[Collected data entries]
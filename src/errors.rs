use thiserror::Error;

/// Caller mistakes in a lookup or query, as opposed to storage failures.
///
/// The HTTP layer maps `InvalidInput` variants to 400 and `NotFound`
/// variants to 404; anything else becomes a 500.
#[derive(Error, Debug, Clone, PartialEq, Eq)]
pub enum LookupError {
    #[error("unknown difficulty '{0}' (expected beginner, intermediate, or advanced)")]
    InvalidDifficulty(String),

    #[error("invalid index key '{0}' (expected A-Z or 0-9)")]
    InvalidIndexKey(String),

    #[error("term not found: {0}")]
    TermNotFound(String),

    #[error("category not found: {0}")]
    CategoryNotFound(String),
}

impl LookupError {
    pub fn is_not_found(&self) -> bool {
        matches!(
            self,
            LookupError::TermNotFound(_) | LookupError::CategoryNotFound(_)
        )
    }
}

TASK INSTRUCTIONS — Give the number of lines in the records that contain the word "String", and write nothing else.

EXERCISE OUTPUT — 4